### Work instructions
Where a line of the records contains the word "instance", show that line.
____ Exercise inputs
use std::fs::OpenOptions;
use std::path::{Path, PathBuf};
use std::sync::{Mutex, OnceLock};
use tracing_subscriber::layer::SubscriberExt;
use tracing_subscriber::util::SubscriberInitExt;
use tracing_subscriber::EnvFilter;

const LOG_ENV: &str = "NAXX_LOG";
const DEFAULT_FILTER: &str = "naxxramas=info";
const LOG_FILE: &str = "instance.log";

static LOG_PATH: OnceLock<PathBuf> = OnceLock::new();

/// Installs the global subscriber: stdout plus `<root>/log/instance.log`.
/// Later calls are no-ops.
pub fn init(root: &Path) -> Result<(), String> {
    if LOG_PATH.get().is_some() {
        return Ok(());
    }
    let log_dir = root.join("log");
    std::fs::create_dir_all(&log_dir)
        .map_err(|err| format!("log directory create failed: {}", err))?;

    let path = log_dir.join(LOG_FILE);
    let file = OpenOptions::new()
        .create(true)
        .append(true)
        .open(&path)
        .map_err(|err| format!("open log {} failed: {}", LOG_FILE, err))?;

    tracing_subscriber::registry()
        .with(build_filter(std::env::var(LOG_ENV).ok().as_deref()))
        .with(tracing_subscriber::fmt::layer().with_target(true))
        .with(
            tracing_subscriber::fmt::layer()
                .with_ansi(false)
                .with_writer(Mutex::new(file)),
        )
        .try_init()
        .map_err(|err| format!("log system init failed: {}", err))?;

    let _ = LOG_PATH.set(path);
    Ok(())
}

pub fn log_path() -> Option<&'static Path> {
    LOG_PATH.get().map(PathBuf::as_path)
}

fn build_filter(directives: Option<&str>) -> EnvFilter {
    let Some(directives) = directives.map(str::trim).filter(|value| !value.is_empty()) else {
        return EnvFilter::new(DEFAULT_FILTER);
    };
    EnvFilter::try_new(directives).unwrap_or_else(|err| {
        eprintln!("naxxramas: invalid {} '{}': {}", LOG_ENV, directives, err);
        EnvFilter::new(DEFAULT_FILTER)
    })
}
________
### Output for this task
const LOG_FILE: &str = "instance.log";
/// Installs the global subscriber: stdout plus `<root>/log/instance.log`.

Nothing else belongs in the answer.